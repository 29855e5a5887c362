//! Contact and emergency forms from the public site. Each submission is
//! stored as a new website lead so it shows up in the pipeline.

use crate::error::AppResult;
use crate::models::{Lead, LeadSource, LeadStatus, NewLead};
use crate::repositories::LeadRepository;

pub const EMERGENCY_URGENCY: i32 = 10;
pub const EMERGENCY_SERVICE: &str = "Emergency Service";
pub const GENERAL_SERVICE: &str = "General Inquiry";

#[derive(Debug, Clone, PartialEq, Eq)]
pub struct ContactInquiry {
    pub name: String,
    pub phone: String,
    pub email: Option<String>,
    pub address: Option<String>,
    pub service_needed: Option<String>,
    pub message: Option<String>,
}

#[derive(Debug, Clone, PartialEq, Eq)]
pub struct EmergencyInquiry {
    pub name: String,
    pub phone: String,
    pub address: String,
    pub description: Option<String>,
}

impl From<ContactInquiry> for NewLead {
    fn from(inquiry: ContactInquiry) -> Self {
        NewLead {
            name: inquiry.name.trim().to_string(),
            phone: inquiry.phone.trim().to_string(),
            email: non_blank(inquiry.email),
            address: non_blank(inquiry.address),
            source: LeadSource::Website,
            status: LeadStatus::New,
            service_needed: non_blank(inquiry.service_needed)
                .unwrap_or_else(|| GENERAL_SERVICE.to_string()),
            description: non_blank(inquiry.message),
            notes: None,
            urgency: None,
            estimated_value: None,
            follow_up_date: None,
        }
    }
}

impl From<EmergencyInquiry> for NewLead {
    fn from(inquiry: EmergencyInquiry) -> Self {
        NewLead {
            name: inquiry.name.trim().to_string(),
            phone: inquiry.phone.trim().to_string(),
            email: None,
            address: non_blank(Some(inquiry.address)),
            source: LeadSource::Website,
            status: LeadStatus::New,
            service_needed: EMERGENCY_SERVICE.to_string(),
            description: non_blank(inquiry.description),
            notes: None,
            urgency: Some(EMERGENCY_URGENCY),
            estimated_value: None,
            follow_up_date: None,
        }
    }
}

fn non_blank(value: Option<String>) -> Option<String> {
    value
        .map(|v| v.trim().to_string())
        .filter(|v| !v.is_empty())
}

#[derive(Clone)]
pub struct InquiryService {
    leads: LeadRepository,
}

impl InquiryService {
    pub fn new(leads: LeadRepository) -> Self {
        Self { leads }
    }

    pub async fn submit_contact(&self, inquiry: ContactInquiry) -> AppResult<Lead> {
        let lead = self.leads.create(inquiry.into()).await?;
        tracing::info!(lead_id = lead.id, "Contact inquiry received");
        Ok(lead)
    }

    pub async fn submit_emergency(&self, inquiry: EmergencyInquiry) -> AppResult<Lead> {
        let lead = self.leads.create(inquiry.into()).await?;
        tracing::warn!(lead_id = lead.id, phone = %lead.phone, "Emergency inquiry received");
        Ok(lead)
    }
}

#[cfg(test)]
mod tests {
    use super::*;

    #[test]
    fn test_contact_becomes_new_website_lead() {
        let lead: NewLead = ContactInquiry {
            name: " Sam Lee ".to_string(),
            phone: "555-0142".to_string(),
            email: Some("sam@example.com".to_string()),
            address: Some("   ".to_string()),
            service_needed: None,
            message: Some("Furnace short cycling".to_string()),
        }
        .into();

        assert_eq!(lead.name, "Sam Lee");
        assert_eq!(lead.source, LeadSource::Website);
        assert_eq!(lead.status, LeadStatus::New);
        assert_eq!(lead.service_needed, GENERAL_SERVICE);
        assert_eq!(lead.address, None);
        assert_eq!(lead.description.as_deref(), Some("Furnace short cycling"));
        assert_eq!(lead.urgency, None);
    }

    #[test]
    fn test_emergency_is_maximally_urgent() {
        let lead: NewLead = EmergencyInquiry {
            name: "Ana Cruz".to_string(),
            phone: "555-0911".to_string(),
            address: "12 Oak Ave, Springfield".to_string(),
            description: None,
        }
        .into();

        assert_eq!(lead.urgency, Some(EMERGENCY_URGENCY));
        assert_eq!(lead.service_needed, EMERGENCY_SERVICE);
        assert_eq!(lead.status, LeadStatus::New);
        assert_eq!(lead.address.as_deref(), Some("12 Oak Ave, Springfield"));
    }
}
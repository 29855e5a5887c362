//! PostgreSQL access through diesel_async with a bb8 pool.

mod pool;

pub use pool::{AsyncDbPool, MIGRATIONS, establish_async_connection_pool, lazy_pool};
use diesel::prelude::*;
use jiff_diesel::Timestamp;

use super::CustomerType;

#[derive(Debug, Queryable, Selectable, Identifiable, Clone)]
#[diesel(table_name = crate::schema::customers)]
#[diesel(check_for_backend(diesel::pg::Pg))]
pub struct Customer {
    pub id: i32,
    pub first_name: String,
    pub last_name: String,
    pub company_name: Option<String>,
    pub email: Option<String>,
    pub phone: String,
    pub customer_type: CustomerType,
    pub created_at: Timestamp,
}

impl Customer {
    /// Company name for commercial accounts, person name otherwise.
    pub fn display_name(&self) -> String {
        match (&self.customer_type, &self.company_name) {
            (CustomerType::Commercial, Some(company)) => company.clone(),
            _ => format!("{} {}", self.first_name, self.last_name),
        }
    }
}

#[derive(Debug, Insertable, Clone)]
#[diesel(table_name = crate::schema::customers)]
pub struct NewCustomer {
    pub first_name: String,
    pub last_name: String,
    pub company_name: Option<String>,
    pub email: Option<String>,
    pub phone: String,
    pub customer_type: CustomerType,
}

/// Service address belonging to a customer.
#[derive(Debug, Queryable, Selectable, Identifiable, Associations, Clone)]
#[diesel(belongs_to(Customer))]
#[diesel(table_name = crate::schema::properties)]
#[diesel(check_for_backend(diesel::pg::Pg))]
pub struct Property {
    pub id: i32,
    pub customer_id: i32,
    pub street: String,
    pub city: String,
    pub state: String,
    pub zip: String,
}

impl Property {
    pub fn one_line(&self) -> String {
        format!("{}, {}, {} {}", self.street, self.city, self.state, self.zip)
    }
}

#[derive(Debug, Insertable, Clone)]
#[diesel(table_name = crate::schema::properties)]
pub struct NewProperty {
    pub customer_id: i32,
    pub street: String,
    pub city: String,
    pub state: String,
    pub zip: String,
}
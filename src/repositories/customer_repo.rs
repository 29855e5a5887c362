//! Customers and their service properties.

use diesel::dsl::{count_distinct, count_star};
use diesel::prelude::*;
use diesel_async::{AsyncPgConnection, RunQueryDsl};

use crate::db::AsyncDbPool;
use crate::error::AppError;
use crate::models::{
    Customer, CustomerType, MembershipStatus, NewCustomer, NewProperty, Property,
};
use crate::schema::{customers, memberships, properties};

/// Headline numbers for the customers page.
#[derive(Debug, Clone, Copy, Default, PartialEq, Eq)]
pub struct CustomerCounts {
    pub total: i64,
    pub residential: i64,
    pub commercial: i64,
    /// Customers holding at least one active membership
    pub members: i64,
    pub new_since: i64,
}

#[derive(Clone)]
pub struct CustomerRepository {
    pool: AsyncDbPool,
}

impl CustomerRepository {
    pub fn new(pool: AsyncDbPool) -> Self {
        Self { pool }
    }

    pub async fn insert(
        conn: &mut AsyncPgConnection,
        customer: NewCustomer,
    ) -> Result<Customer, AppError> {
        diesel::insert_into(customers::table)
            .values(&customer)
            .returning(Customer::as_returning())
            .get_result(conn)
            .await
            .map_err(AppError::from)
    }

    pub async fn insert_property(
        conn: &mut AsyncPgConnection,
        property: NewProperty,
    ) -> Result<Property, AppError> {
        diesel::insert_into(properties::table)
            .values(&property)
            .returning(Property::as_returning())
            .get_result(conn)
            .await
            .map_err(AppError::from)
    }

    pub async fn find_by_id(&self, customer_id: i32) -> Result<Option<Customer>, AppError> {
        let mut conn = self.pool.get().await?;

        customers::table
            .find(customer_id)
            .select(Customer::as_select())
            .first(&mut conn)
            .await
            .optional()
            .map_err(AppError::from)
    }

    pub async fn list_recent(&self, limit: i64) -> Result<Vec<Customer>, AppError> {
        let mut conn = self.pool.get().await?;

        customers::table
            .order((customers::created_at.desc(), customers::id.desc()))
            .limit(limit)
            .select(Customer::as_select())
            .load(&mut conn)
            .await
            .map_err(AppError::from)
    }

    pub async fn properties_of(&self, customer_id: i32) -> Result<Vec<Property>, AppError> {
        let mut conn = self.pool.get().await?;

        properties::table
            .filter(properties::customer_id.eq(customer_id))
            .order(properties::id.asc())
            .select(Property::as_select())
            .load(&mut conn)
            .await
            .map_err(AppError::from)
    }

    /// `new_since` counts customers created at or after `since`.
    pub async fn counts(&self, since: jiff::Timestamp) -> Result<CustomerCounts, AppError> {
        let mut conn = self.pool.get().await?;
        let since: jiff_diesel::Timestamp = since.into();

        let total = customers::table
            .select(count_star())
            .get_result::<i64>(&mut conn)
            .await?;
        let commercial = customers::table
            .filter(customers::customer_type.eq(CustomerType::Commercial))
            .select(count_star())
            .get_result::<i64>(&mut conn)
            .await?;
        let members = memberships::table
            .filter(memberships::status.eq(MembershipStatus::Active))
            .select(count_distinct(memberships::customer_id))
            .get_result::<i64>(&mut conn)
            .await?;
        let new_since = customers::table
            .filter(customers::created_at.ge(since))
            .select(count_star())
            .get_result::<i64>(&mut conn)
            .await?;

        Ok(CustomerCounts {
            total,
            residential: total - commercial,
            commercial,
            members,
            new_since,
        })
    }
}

####################

→ **Task prompt**: In the data above, find the line with "pub fn one_line(&self)" and the line with "pub struct CustomerCounts". Retype both, plus every line between them, exactly.

→ **Expected answer**:
    pub fn one_line(&self) -> String {
        format!("{}, {}, {} {}", self.street, self.city, self.state, self.zip)
    }
}

#[derive(Debug, Insertable, Clone)]
#[diesel(table_name = crate::schema::properties)]
pub struct NewProperty {
    pub customer_id: i32,
    pub street: String,
    pub city: String,
    pub state: String,
    pub zip: String,
}
filename src/repositories/customer_repo.rs
repository 29855e5a5887c362
//! Customers and their service properties.

use diesel::dsl::{count_distinct, count_star};
use diesel::prelude::*;
use diesel_async::{AsyncPgConnection, RunQueryDsl};

use crate::db::AsyncDbPool;
use crate::error::AppError;
use crate::models::{
    Customer, CustomerType, MembershipStatus, NewCustomer, NewProperty, Property,
};
use crate::schema::{customers, memberships, properties};

/// Headline numbers for the customers page.
#[derive(Debug, Clone, Copy, Default, PartialEq, Eq)]
pub struct CustomerCounts {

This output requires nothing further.